Впилась ногтями в его руку, и он завыл от боли, как собака.
Я отпустила его, и он отпрыгнул, с ненавистью глядя на меня.
– Ты меня даже поймать не сможешь, – сказала я.
И побежала домой, не оглядываясь, ликуя и мучаясь одновременно, отрезанная от всего остального мира.
Почему я не спросила о ней отца? Я спрашивала, когда была младше.

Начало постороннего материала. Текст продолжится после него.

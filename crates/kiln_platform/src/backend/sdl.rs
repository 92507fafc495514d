//! SDL2 backend: SDL owns the window, the GL context and the event pump.

use std::time::Instant;

use sdl2::event::{Event as SdlEvent, WindowEvent};
use sdl2::keyboard::Keycode;
use sdl2::mouse::{Cursor as SdlCursor, MouseButton as SdlButton, SystemCursor};
use sdl2::video::{GLContext, GLProfile, SwapInterval, Window};

use kiln_core::math::{IVec2, UVec2};
use kiln_core::{Cursor, Key, MouseButton};

use crate::bridge::EventBridge;
use crate::config::PlatformConfig;
use crate::error::PlatformError;
use crate::program::{Context, LoopControl, Program};

/// Opens the window, initializes `P` and runs it until it asks to exit.
pub fn run<P: Program>(config: PlatformConfig) -> Result<(), PlatformError> {
    config.validate().map_err(PlatformError::Window)?;

    let sdl =
        sdl2::init().map_err(|e| PlatformError::EventLoop(format!("failed to init SDL2: {e}")))?;
    let video = sdl
        .video()
        .map_err(|e| PlatformError::Window(format!("failed to init SDL2 video: {e}")))?;

    let (window, _gl_context) = create_window_and_context(&video, &config)?;
    if config.vsync {
        if let Err(e) = video.gl_set_swap_interval(SwapInterval::VSync) {
            log::warn!("Vsync unavailable: {e}");
        }
    }

    let gl = unsafe {
        glow::Context::from_loader_function(|name| video.gl_get_proc_address(name) as *const _)
    };
    log::info!("OpenGL context: {:?}", glow::HasContext::version(&gl));

    let mut events = sdl
        .event_pump()
        .map_err(|e| PlatformError::EventLoop(format!("failed to get SDL event pump: {e}")))?;

    let mut bridge = EventBridge::new(config.max_events_per_frame);
    let size = drawable_size(&window);
    log::info!("Window created: {}x{}", size.x, size.y);
    bridge.resize(size);

    let mut program = P::init(&mut Context {
        gl: &gl,
        config: &config,
        size,
    })?;

    // SDL keeps a pointer to the active cursor; it must outlive its use.
    let mut _active_cursor: Option<SdlCursor> = None;
    let start = Instant::now();

    loop {
        for event in events.poll_iter() {
            translate_event(&mut bridge, &window, event);
        }

        let outcome = bridge.run_frame(&mut program, start.elapsed().as_secs_f64());
        if let Some(cursor) = outcome.cursor {
            match SdlCursor::from_system(map_cursor(cursor)) {
                Ok(sdl_cursor) => {
                    sdl_cursor.set();
                    _active_cursor = Some(sdl_cursor);
                }
                Err(e) => log::warn!("Failed to set cursor {cursor}: {e}"),
            }
        }
        if outcome.control == LoopControl::Exit {
            log::info!("Program requested exit");
            break;
        }

        program.draw(&gl);
        window.gl_swap_window();
    }

    Ok(())
}

/// Tries the configured desktop version first, then GLES 2.0.
fn create_window_and_context(
    video: &sdl2::VideoSubsystem,
    config: &PlatformConfig,
) -> Result<(Window, GLContext), PlatformError> {
    let candidates = [
        (GLProfile::Compatibility, config.gl_major, config.gl_minor),
        (GLProfile::GLES, 2, 0),
    ];
    let mut errors = Vec::new();

    for (profile, major, minor) in candidates {
        {
            let gl_attr = video.gl_attr();
            gl_attr.set_context_profile(profile);
            gl_attr.set_context_version(major, minor);
            gl_attr.set_depth_size(config.depth_bits);
            gl_attr.set_double_buffer(true);
        }

        let mut window_builder = video.window(&config.title, config.width, config.height);
        window_builder.opengl().position_centered().resizable();

        let window = match window_builder.build() {
            Ok(window) => window,
            Err(e) => {
                errors.push(format!("{profile:?} {major}.{minor}: window build failed ({e})"));
                continue;
            }
        };

        let gl_context = match window.gl_create_context() {
            Ok(ctx) => ctx,
            Err(e) => {
                errors.push(format!("{profile:?} {major}.{minor}: context create failed ({e})"));
                continue;
            }
        };

        if let Err(e) = window.gl_make_current(&gl_context) {
            errors.push(format!("{profile:?} {major}.{minor}: make current failed ({e})"));
            continue;
        }

        if !errors.is_empty() {
            log::warn!("Fell back to {profile:?} {major}.{minor}: {}", errors.join(" | "));
        }
        return Ok((window, gl_context));
    }

    Err(PlatformError::Context(format!("Attempts: {}", errors.join(" | "))))
}

fn translate_event(bridge: &mut EventBridge, window: &Window, event: SdlEvent) {
    match event {
        SdlEvent::Quit { .. } => bridge.close(),

        SdlEvent::Window { win_event, .. } => match win_event {
            WindowEvent::SizeChanged(..) => bridge.resize(drawable_size(window)),
            WindowEvent::FocusLost => bridge.focus_lost(),
            WindowEvent::Close => bridge.close(),
            _ => {}
        },

        SdlEvent::KeyDown {
            keycode: Some(keycode),
            ..
        } => {
            if let Some(key) = map_keycode(keycode) {
                bridge.key_down(key);
            }
        }

        SdlEvent::KeyUp {
            keycode: Some(keycode),
            ..
        } => {
            if let Some(key) = map_keycode(keycode) {
                bridge.key_up(key);
            }
        }

        SdlEvent::MouseButtonDown { mouse_btn, x, y, .. } => {
            if let Some(button) = map_button(mouse_btn) {
                bridge.mouse_button(button, true, IVec2::new(x, y));
            }
        }

        SdlEvent::MouseButtonUp { mouse_btn, x, y, .. } => {
            if let Some(button) = map_button(mouse_btn) {
                bridge.mouse_button(button, false, IVec2::new(x, y));
            }
        }

        SdlEvent::MouseMotion { x, y, .. } => bridge.mouse_move(IVec2::new(x, y)),

        _ => {}
    }
}

fn drawable_size(window: &Window) -> UVec2 {
    let (width, height) = window.drawable_size();
    UVec2::new(width, height)
}

fn map_keycode(keycode: Keycode) -> Option<Key> {
    match keycode {
        Keycode::Left => Some(Key::LEFT),
        Keycode::Right => Some(Key::RIGHT),
        Keycode::Up => Some(Key::UP),
        Keycode::Down => Some(Key::DOWN),
        Keycode::Escape => Some(Key::ESCAPE),
        Keycode::Space => Some(Key::SPACE),
        Keycode::Return | Keycode::KpEnter => Some(Key::RETURN),
        Keycode::LShift | Keycode::RShift => Some(Key::SHIFT),
        // Letter and digit keys are named by their single upper-case character.
        other => {
            let name = other.name();
            let mut chars = name.chars();
            match (chars.next(), chars.next()) {
                (Some(c), None) if c.is_ascii_alphanumeric() => Key::from_char(c),
                _ => None,
            }
        }
    }
}

fn map_button(button: SdlButton) -> Option<MouseButton> {
    match button {
        SdlButton::Left => Some(MouseButton::Left),
        SdlButton::Right => Some(MouseButton::Right),
        _ => None,
    }
}

fn map_cursor(cursor: Cursor) -> SystemCursor {
    match cursor {
        Cursor::Arrow => SystemCursor::Arrow,
        Cursor::Pointer => SystemCursor::Hand,
        Cursor::Wait => SystemCursor::Wait,
        Cursor::Write => SystemCursor::IBeam,
    }
}

#[cfg(test)]
mod tests {
    use super::*;

    #[test]
    fn named_keycodes_use_legacy_codes() {
        assert_eq!(map_keycode(Keycode::LShift), Some(Key::SHIFT));
        assert_eq!(map_keycode(Keycode::RShift), Some(Key::SHIFT));
        assert_eq!(map_keycode(Keycode::Return), Some(Key::RETURN));
        assert_eq!(map_keycode(Keycode::Escape), Some(Key::ESCAPE));
        assert_eq!(map_keycode(Keycode::Left), Some(Key::LEFT));
        assert_eq!(map_keycode(Keycode::Down), Some(Key::DOWN));
    }

    #[test]
    fn only_left_and_right_buttons() {
        assert_eq!(map_button(SdlButton::Left), Some(MouseButton::Left));
        assert_eq!(map_button(SdlButton::Right), Some(MouseButton::Right));
        assert_eq!(map_button(SdlButton::Middle), None);
    }

    #[test]
    fn cursors_map_to_system_cursors() {
        assert!(matches!(map_cursor(Cursor::Pointer), SystemCursor::Hand));
        assert!(matches!(map_cursor(Cursor::Write), SystemCursor::IBeam));
    }
}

Однажды в мрачной ярости я заорала на него:
– Дети говорят, мама в дурдоме!
Темное облако боли прошло по его лицу, но он произнес спокойно, словно сдерживаясь изо всех сил:
– Твоя мать умерла, Розмари. Чем быстрее ты это примешь, тем лучше для тебя.
И отвернулся.
Видите, еще до того, как все началось – то, что привело меня сюда, – еще до того у меня в этом мире почти никого не было. Была собака Утя, была Джейни. И все. Отец не проявлял ко мне жестокости, но и не слишком обо мне пекся. Маленькой он посылал меня в деревенскую школу, но к тому времени я уже давно туда не ходила. Меня там не любили, и я никого не любила. Дети считали, что я важничаю и вообще странная. Звали меня Болотной, что отчасти было правдой. У меня какое-то время была гувернантка, мисс Кэннедайн. Она мне нравилась, она была ко мне добра, но потом внезапно уехала, как сказал отец, из-за того, что «у нее что-то случилось». Когда она уехала, я плакала без остановки. Он временами грозился отправить меня в интернат, но так и не отправил. Думаю, у него денег не хватало. Как бы то ни было, к пятнадцатому моему дню рождения обо мне все почти забыли.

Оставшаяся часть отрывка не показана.